免疫熒光技術又稱熒光抗體技術,是標記免疫技術中發展早的一種。它是在免疫學、生物化學和顯微鏡技術的基礎上建立起來的一項技術。很早以來就有一些學者試圖將抗體分子與一些示蹤物質結合,利用抗原抗體反應進行組織或細胞內抗原物質的定位。它是根據抗原抗體反應的原理,先將已知的抗原或抗體標記上熒光基團,再用這種熒光抗體(或抗原)作為探針檢查細胞或組織內的相應抗原(或抗體)。利用熒光顯微鏡可以看見熒光所在的細胞或組織,從而確定抗原或抗體的性質和定位。
一、免疫熒光技術基本實驗步驟:
1、細胞準備。對單層生長細胞,在傳代培養時,將細胞接種到預先放置有處理過的蓋玻片的培養皿中,待細胞接近長成單層后取出蓋玻片,PBS洗兩次;對懸浮生長細胞,取對數生長細胞,用PBS離心洗滌(1000rpm,5min)2次,用細胞離心甩片機制備細胞片或直接制備細胞涂片。
2、固定。根據需要選擇適當的固定劑固定細胞。固定完畢后的細胞可置于含疊氮納的PBS中4℃保存3個月。
3、通透。使用交聯劑(如多聚甲醛)固定后的細胞,一般需要在加入抗體孵育前,對細胞進行通透處理,以保證抗體能夠到達抗原部位。選擇通透劑應充分考慮抗原蛋白的性質。
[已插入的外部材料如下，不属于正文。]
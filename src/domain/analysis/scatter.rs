//! Scatter diagram and Pearson correlation between two numeric columns.

use std::collections::BTreeMap;

use super::errors::AnalysisError;
use crate::domain::dataset::Dataset;
use crate::domain::foundation::ValidationError;
use crate::domain::report::{fmt2, Chart, PlotSpec, Report, Series, SeriesKind, Table};
use crate::domain::stats;

#[derive(Debug, Clone, Copy, PartialEq, Eq)]
pub enum CorrelationStrength {
    Weak,
    Moderate,
    Strong,
}

impl CorrelationStrength {
    /// Buckets |r|: below 0.3 weak, below 0.7 moderate, otherwise strong.
    pub fn classify(r: f64) -> Self {
        let r = r.abs();
        if r < 0.3 {
            CorrelationStrength::Weak
        } else if r < 0.7 {
            CorrelationStrength::Moderate
        } else {
            CorrelationStrength::Strong
        }
    }

    pub fn describe(&self, r: f64) -> String {
        match self {
            CorrelationStrength::Weak => format!(
                "Weak correlation ({}): there is no strong linear relationship.",
                fmt2(r)
            ),
            CorrelationStrength::Moderate => format!(
                "Moderate correlation ({}): there is a partial linear relationship.",
                fmt2(r)
            ),
            CorrelationStrength::Strong => format!(
                "Strong correlation ({}): there is a significant linear relationship.",
                fmt2(r)
            ),
        }
    }
}

#[derive(Debug, Clone, PartialEq)]
pub struct ScatterPoint {
    pub x: f64,
    pub y: f64,
    pub group: Option<String>,
}

#[derive(Debug, Clone, PartialEq)]
pub struct ScatterAnalysis {
    pub x_column: String,
    pub y_column: String,
    pub color_by: Option<String>,
    pub points: Vec<ScatterPoint>,
    pub r: f64,
    pub strength: CorrelationStrength,
    pub mean_x: f64,
    pub mean_y: f64,
}

pub struct ScatterAnalyzer;

impl ScatterAnalyzer {
    /// Correlates two numeric columns over rows where both are present.
    pub fn analyze(
        dataset: &Dataset,
        x_column: &str,
        y_column: &str,
        color_by: Option<&str>,
    ) -> Result<ScatterAnalysis, AnalysisError> {
        if dataset.numeric_names().len() < 2 {
            return Err(AnalysisError::computation(
                "At least two numeric columns are required for the analysis",
            ));
        }
        if x_column == y_column {
            return Err(ValidationError::invalid_format(
                "y_column",
                "X and Y variables must be different",
            )
            .into());
        }
        let xs = dataset.numeric_column(x_column)?;
        let ys = dataset.numeric_column(y_column)?;
        let groups = color_by.map(|name| dataset.column(name)).transpose()?;

        let points: Vec<ScatterPoint> = (0..dataset.row_count())
            .filter_map(|row| {
                let x = xs.values[row].as_number()?;
                let y = ys.values[row].as_number()?;
                let group = groups.and_then(|g| g.values[row].key());
                Some(ScatterPoint { x, y, group })
            })
            .collect();

        if points.len() < 2 {
            return Err(AnalysisError::computation(
                "At least two complete (x, y) pairs are required",
            ));
        }
        let x: Vec<f64> = points.iter().map(|p| p.x).collect();
        let y: Vec<f64> = points.iter().map(|p| p.y).collect();
        let r = stats::pearson(&x, &y).ok_or_else(|| {
            AnalysisError::computation("Correlation is undefined for a constant column")
        })?;

        Ok(ScatterAnalysis {
            x_column: x_column.to_string(),
            y_column: y_column.to_string(),
            color_by: color_by.map(str::to_string),
            mean_x: stats::mean(&x).unwrap_or_default(),
            mean_y: stats::mean(&y).unwrap_or_default(),
            strength: CorrelationStrength::classify(r),
            r,
            points,
        })
    }
}

impl ScatterAnalysis {
    pub fn to_report(&self) -> Report {
        let mut plot = PlotSpec::new(
            format!("{} vs {}", self.y_column, self.x_column),
            self.x_column.clone(),
            self.y_column.clone(),
        );
        if self.color_by.is_some() {
            let mut by_group: BTreeMap<String, Vec<(f64, f64)>> = BTreeMap::new();
            for p in &self.points {
                let key = p.group.clone().unwrap_or_else(|| "(missing)".to_string());
                by_group.entry(key).or_default().push((p.x, p.y));
            }
            for (group, points) in by_group {
                plot = plot.with_series(Series::xy(group, SeriesKind::Scatter, points));
            }
        } else {
            plot = plot.with_series(Series::xy(
                "Observations",
                SeriesKind::Scatter,
                self.points.iter().map(|p| (p.x, p.y)).collect(),
            ));
        }

        let mut table = Table::new("Correlation", &["Metric", "Value"]);
        table.push_row(vec!["Correlation (r)".to_string(), fmt2(self.r)]);
        table.push_row(vec![format!("Mean {}", self.x_column), fmt2(self.mean_x)]);
        table.push_row(vec![format!("Mean {}", self.y_column), fmt2(self.mean_y)]);
        table.push_row(vec!["Pairs".to_string(), self.points.len().to_string()]);

        Report::new("Scatter diagram")
            .with_chart(Chart::Plot(plot))
            .with_table(table)
            .with_interpretation([self.strength.describe(self.r)])
    }
}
4、封閉。使用封閉液對細胞進行封閉,時間一般為30min。
5、一抗結合。室溫孵育1h或者4℃過夜,PBST漂洗3次,每次沖洗5min。
6、二抗結合。間接免疫熒光需要使用二抗,室溫避光孵育1h.PBST漂洗3次,每次沖洗5min后,再用蒸餾水漂洗一次。
7、封片及檢測。滴加封片劑一滴,封片,熒光顯微鏡檢查。
二、免疫熒光技術注意事項:
1、染完之后沒有封片前直接照一些,因為有的時候可能封片會出現問題,再想照反而沒有了,另外不要拖太長時間,熒光會崔滅的。
2、熒光的片子一定要避光保存,保存的好的話,過一段時間仍然能照出很好的片子。
3、二抗用之前一定離心,不然有的時候有那種沉淀,在片子上就是一個很大的非特異性熒光光點,非常難看。
4、整個操作在4℃下進行,洗滌液中加有比常規防腐劑量高10倍的NaN3,上述實驗條件是防止一抗結合細胞膜抗原后發生交聯、脫落。
5、洗滌要充分,以避免游離抗體封閉二抗與細胞膜上一抗相結合,出現假陰性。
6、加適量正常兔血清可封閉某些細胞表面免疫球蛋白Fc受體,降低和防止非特異性染色。
7、細胞活性要好,否則易發生非特異性熒光染色。抗淬滅劑可拿來直接封片,20微升即可,之后片子可保留更長時間。